Lynda’s Massachusetts divorce and family law practice is limited to non-court options such as Divorce Mediation and Collaborative Divorce. Lynda also serves as a consulting attorney for clients working with other mediators. Mediation and Collaborative Practice are also excellent choices for resolving non-divorce issues such as pre-nuptial and post-marital agreements, changes in support and parenting plans or addressing questions not fully resolved at the time of divorce such as college expenses for the children. The processes can also be used to help in other types of family disputes such as between parents and children or brothers and sisters.
Divorce Mediation is a dispute resolution process where the parties work with neutral facilitators, usually attorneys or mental health professionals, to address all the details of their divorce. The neutral mediator cannot advise parties but, they can give them legal information and assist them in finding the best solutions for their situations. The parties meet with the mediator and, often, consult with attorneys and other experts outside of the mediation process, bringing the information back to the “table” for discussion. Mediation provides a setting, with expert guidance, that allows those who know the situation best (you) to determine the outcome.
In Collaborative Law, the parties each have their own attorney and, usually, other team members such as coach/facilitators, financial professionals and, if appropriate, child specialists, to assist them in the negotiations. By combining resources and taking away, in writing, the threat to go to Court if negotiations do not go as expected, the parties have more flexibility and creativity to fashion solutions that work for their situation. The Collaborative Team, including clients, meets together to work through the process. Collaborative Law is often more expensive than mediation but, usually, less expensive and more efficient than litigation. The use of the expert team members assures the parties that they have the best resources to address their problems.
Most people think of litigation when they think about resolving legal issues. The Judge has the ultimate authority to decide the details of a divorce. Those details include parenting plans, support (child support and alimony, if any), property division, allocation of debts and other joint responsibilities, health insurance and related expenses, etc. Most divorce litigation cases do settle before the trial but, usually only after expensive Court appearances and preparation, contentious negotiations and escalating costs. In some cases, it is impossible to avoid this process and this might be the best solution but, most divorcing couples do have other options.

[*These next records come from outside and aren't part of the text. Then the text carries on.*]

//! Date-range routing table and request-date parsing.
//!
//! [`DateRangeTable`] is built once from validated configuration and
//! never mutated afterwards; every request task reads it through a
//! shared reference with no locking. [`DateRangeTable::match_date`]
//! scans entries in configured order and returns the first range whose
//! inclusive interval contains the date, so overlapping ranges resolve
//! deterministically to the earliest-listed one.

use chrono::NaiveDate;
use url::Url;

use crate::config::model::{Config, DATE_FORMAT};
use crate::config::validation::validate_date;
use crate::error::{TimegateError, ValidationError};

/// Parse a `date` query parameter value.
///
/// Accepts exactly eight characters forming a real calendar date in
/// `YYYYMMDD` form; anything else is `None`. The length check comes
/// first so `%Y` cannot swallow a variable number of digits.
#[must_use]
pub fn parse_request_date(value: &str) -> Option<NaiveDate> {
    if value.len() != 8 {
        return None;
    }
    NaiveDate::parse_from_str(value, DATE_FORMAT).ok()
}

#[derive(Debug, Clone)]
pub struct DateRange {
    pub start: NaiveDate,
    pub end: NaiveDate,
    pub target: Url,
}

impl DateRange {
    fn contains(&self, date: NaiveDate) -> bool {
        self.start <= date && date <= self.end
    }
}

#[derive(Debug, Clone, Default)]
pub struct DateRangeTable {
    entries: Vec<DateRange>,
}

impl DateRangeTable {
    /// Build the runtime table from an already-validated [`Config`].
    ///
    /// Re-parsing can still fail if the caller skipped
    /// [`validate`](crate::config::validation::validate), so failures
    /// surface as the same validation error type instead of panicking.
    pub fn from_config(config: &Config) -> Result<Self, TimegateError> {
        let mut entries = Vec::with_capacity(config.date_ranges.len());

        for (i, range) in config.date_ranges.iter().enumerate() {
            let entry = Self::parse_entry(&range.start, &range.end, &range.target).map_err(
                |(field, message)| TimegateError::ConfigValidation {
                    errors: vec![ValidationError {
                        range: format!("date_ranges[{i}]"),
                        field: field.into(),
                        message,
                        suggestion: None,
                    }],
                },
            )?;
            entries.push(entry);
        }

        Ok(Self { entries })
    }

    fn parse_entry(
        start: &str,
        end: &str,
        target: &str,
    ) -> Result<DateRange, (&'static str, String)> {
        let start = validate_date(start).map_err(|msg| ("start", msg))?;
        let end = validate_date(end).map_err(|msg| ("end", msg))?;
        if start > end {
            return Err(("start", format!("start date {start} is after end date {end}")));
        }
        let target = Url::parse(target)
            .map_err(|e| ("target", format!("'{target}' is not a valid URL: {e}")))?;
        Ok(DateRange { start, end, target })
    }

    /// First configured range containing `date`, or `None`.
    #[must_use]
    pub fn match_date(&self, date: NaiveDate) -> Option<&Url> {
        self.entries
            .iter()
            .find(|entry| entry.contains(date))
            .map(|entry| &entry.target)
    }

    #[must_use]
    pub fn len(&self) -> usize {
        self.entries.len()
    }

    #[must_use]
    pub fn is_empty(&self) -> bool {
        self.entries.is_empty()
    }
}

#[cfg(test)]
mod tests {
    use super::*;
    use crate::config::model::DateRangeConfig;

    fn table(ranges: &[(&str, &str, &str)]) -> DateRangeTable {
        let config = Config {
            port: 8080,
            read_timeout_ms: 15_000,
            write_timeout_ms: 60_000,
            idle_timeout_ms: 60_000,
            forward_timeout_ms: 30_000,
            date_ranges: ranges
                .iter()
                .map(|(start, end, target)| DateRangeConfig {
                    start: (*start).to_string(),
                    end: (*end).to_string(),
                    target: (*target).to_string(),
                })
                .collect(),
        };
        DateRangeTable::from_config(&config).unwrap()
    }

    fn date(s: &str) -> NaiveDate {
        parse_request_date(s).unwrap()
    }

    #[test]
    fn matches_inside_range() {
        let table = table(&[("20230101", "20230630", "http://svc-a")]);
        let target = table.match_date(date("20230315")).unwrap();
        assert_eq!(target.as_str(), "http://svc-a/");
    }

    #[test]
    fn boundary_dates_are_inclusive() {
        let table = table(&[("20230101", "20230630", "http://svc-a")]);
        assert!(table.match_date(date("20230101")).is_some());
        assert!(table.match_date(date("20230630")).is_some());
        assert!(table.match_date(date("20221231")).is_none());
        assert!(table.match_date(date("20230701")).is_none());
    }

    #[test]
    fn no_match_returns_none() {
        let table = table(&[("20230101", "20230630", "http://svc-a")]);
        assert!(table.match_date(date("20240101")).is_none());
    }

    #[test]
    fn first_listed_range_wins_on_overlap() {
        let table = table(&[
            ("20230101", "20230630", "http://svc-a"),
            ("20230601", "20231231", "http://svc-b"),
        ]);

        // 20230615 falls in both; the earlier entry wins.
        let target = table.match_date(date("20230615")).unwrap();
        assert_eq!(target.host_str(), Some("svc-a"));

        // Outside the overlap the later entry still matches.
        let target = table.match_date(date("20230901")).unwrap();
        assert_eq!(target.host_str(), Some("svc-b"));
    }

    #[test]
    fn overlap_policy_ignores_how_many_ranges_match() {
        let table = table(&[
            ("20230101", "20231231", "http://svc-a"),
            ("20230101", "20231231", "http://svc-b"),
            ("20230101", "20231231", "http://svc-c"),
        ]);
        let target = table.match_date(date("20230615")).unwrap();
        assert_eq!(target.host_str(), Some("svc-a"));
    }

    #[test]
    fn single_day_range() {
        let table = table(&[("20230704", "20230704", "http://svc-a")]);
        assert!(table.match_date(date("20230704")).is_some());
        assert!(table.match_date(date("20230703")).is_none());
        assert!(table.match_date(date("20230705")).is_none());
    }

    #[test]
    fn reversed_range_is_rejected_at_build() {
        let config = Config {
            port: 8080,
            read_timeout_ms: 15_000,
            write_timeout_ms: 60_000,
            idle_timeout_ms: 60_000,
            forward_timeout_ms: 30_000,
            date_ranges: vec![DateRangeConfig {
                start: "20231231".into(),
                end: "20230101".into(),
                target: "http://svc-a".into(),
            }],
        };
        assert!(DateRangeTable::from_config(&config).is_err());
    }

    #[test]
    fn parse_accepts_valid_dates() {
        assert!(parse_request_date("20230101").is_some());
        assert!(parse_request_date("20240229").is_some()); // leap day
    }

    #[test]
    fn parse_rejects_wrong_length() {
        assert!(parse_request_date("2023010").is_none());
        assert!(parse_request_date("202301011").is_none());
        assert!(parse_request_date("").is_none());
    }

    #[test]
    fn parse_rejects_non_calendar_values() {
        assert!(parse_request_date("20231332").is_none());
        assert!(parse_request_date("20230229").is_none()); // not a leap year
        assert!(parse_request_date("2023abcd").is_none());
    }
}
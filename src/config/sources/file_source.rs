//! Generic async file-based config source with SHA-256 version hashing.
//!
//! [`FileSource`] implements [`ConfigSource`]
//! for any file format by accepting a deserialization function at
//! construction time. It reads the file asynchronously via Tokio,
//! validates the result, and computes a SHA-256 hash identifying the
//! loaded revision.

use std::path::PathBuf;

use async_trait::async_trait;

use super::sha256_hex;
use crate::config::model::Config;
use crate::config::validation::validate;
use crate::config::{ConfigSource, ConfigVersion};
use crate::error::TimegateError;

pub struct FileSource {
    path: PathBuf,
    name: &'static str,
    deserialize: fn(&str) -> Result<Config, Box<dyn std::error::Error + Send + Sync>>,
}

impl FileSource {
    #[must_use]
    pub fn new(
        path: PathBuf,
        name: &'static str,
        deserialize: fn(&str) -> Result<Config, Box<dyn std::error::Error + Send + Sync>>,
    ) -> Self {
        Self {
            path,
            name,
            deserialize,
        }
    }

    async fn read_content(&self) -> Result<String, TimegateError> {
        tokio::fs::read_to_string(&self.path).await.map_err(|e| {
            if e.kind() == std::io::ErrorKind::NotFound {
                TimegateError::ConfigFileNotFound {
                    path: self.path.clone(),
                }
            } else {
                TimegateError::Io(e)
            }
        })
    }
}

#[async_trait]
impl ConfigSource for FileSource {
    fn name(&self) -> &'static str {
        self.name
    }

    async fn load(&self) -> Result<(Config, ConfigVersion), TimegateError> {
        let content = self.read_content().await?;

        let config = (self.deserialize)(&content).map_err(|e| TimegateError::ConfigParse {
            path: self.path.display().to_string(),
            source: e,
        })?;

        if let Err(errors) = validate(&config) {
            return Err(TimegateError::ConfigValidation { errors });
        }

        let hash = sha256_hex(content.as_bytes());
        Ok((config, ConfigVersion::Hash(hash)))
    }
}
//! Timegate is a date-routed HTTP reverse proxy.
//!
//! Incoming requests carry a `date=YYYYMMDD` query parameter that is
//! matched against an ordered table of inclusive date ranges; the first
//! range containing the date selects the backend. The request is then
//! forwarded end-to-end — path, raw query, headers, and body — and the
//! backend's response is streamed back unchanged apart from standard
//! proxy header additions (`X-Forwarded-For`, `X-Forwarded-Host`,
//! `X-Forwarded-Proto`).
//!
//! # Architecture
//!
//! - [`cli`] -- Command-line argument parsing with clap derive macros.
//! - [`cmd`] -- Subcommand dispatch and execution (run, init, validate, health).
//! - [`config`] -- Configuration loading and validation via the
//!   [`ConfigSource`](config::ConfigSource) trait; the table is loaded
//!   once and immutable for the process lifetime.
//! - [`error`] -- Unified error types using `thiserror`.
//! - [`health`] -- `/health` endpoint handler returning a fixed liveness body.
//! - [`logging`] -- Structured tracing setup with JSON and pretty-print output.
//! - [`proxy`] -- Core HTTP forwarding: date-range matching, header
//!   synthesis, and streaming relay to the selected backend.
//! - [`server`] -- Axum server setup, shared application state, HTTP client,
//!   and graceful shutdown.
//!
//! # Feature Flags
//!
//! | Feature | Description |
//! |---------|-------------|
//! | `yaml` | YAML config file support _(enabled by default)_ |
//! | `json` | JSON config file support |
//! | `toml` | TOML config file support |
//! | `file-backends` | All file format backends |
//! | `full` | All features |

// Binary crate — public functions are internal, not consumed by external users.
#![allow(clippy::missing_errors_doc)]

pub mod cli;
pub mod cmd;
pub mod config;
pub mod error;
pub mod health;
pub mod logging;
pub mod proxy;
pub mod server;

Topics to address in Divorce and Family Law Disputes
Child support—Both parties have an obligation to contribute to the support of their children until they are emancipated. Emancipation can be as late as age 23 depending on the child’s circumstances. Judges determine child support using state Child Support Guidelines. In Mediation and Collaborative Practice, parties can be creative in fashioning a support arrangement that meets the needs of the children as long as the overall benefit to the children is no less than the Child Support Guidelines mandate.
Alimony (spousal support)–As of 2012, Massachusetts alimony law has been significantly changed. The duration of alimony, if any, circumstances under which it can be ordered by the Court, types of alimony, determinations of need and ability to pay are all examples of the questions that must be addressed regarding alimony. Interpretation of the new law is evolving and the guidance of an experienced professional is important.
Divorce and Property Division
Divorce law in Massachusetts is influenced by the facts of each situation.
Massachusetts law requires an “equitable” division of all marital property. “Equitable” is not always equal. Most divorces are now based on an irretrievable breakdown of the marriage, commonly referred to as “no fault divorce.” The emphasis is on coming to an agreement that both parties believe is best under their circumstances. Not all property is the same. There can be tax consequences related to some assets that need to be adjusted. Some assets like retirement funds require specialized and technical expertise to value or to divide with minimum tax consequences. And some assets might be treated differently because of their source, for example, gifts or inheritances. It is important to speak with a legal professional to understand the distinctions.
If there are children, their best interest is paramount. Parenting plans addressing child custody help all those involved know who is responsible for the children and when. Parenting plans establish the structure of what some people call custody and visitation. They spell out how decisions are made on behalf of the children. Child support and other financial arrangements affecting the children are also important to negotiate.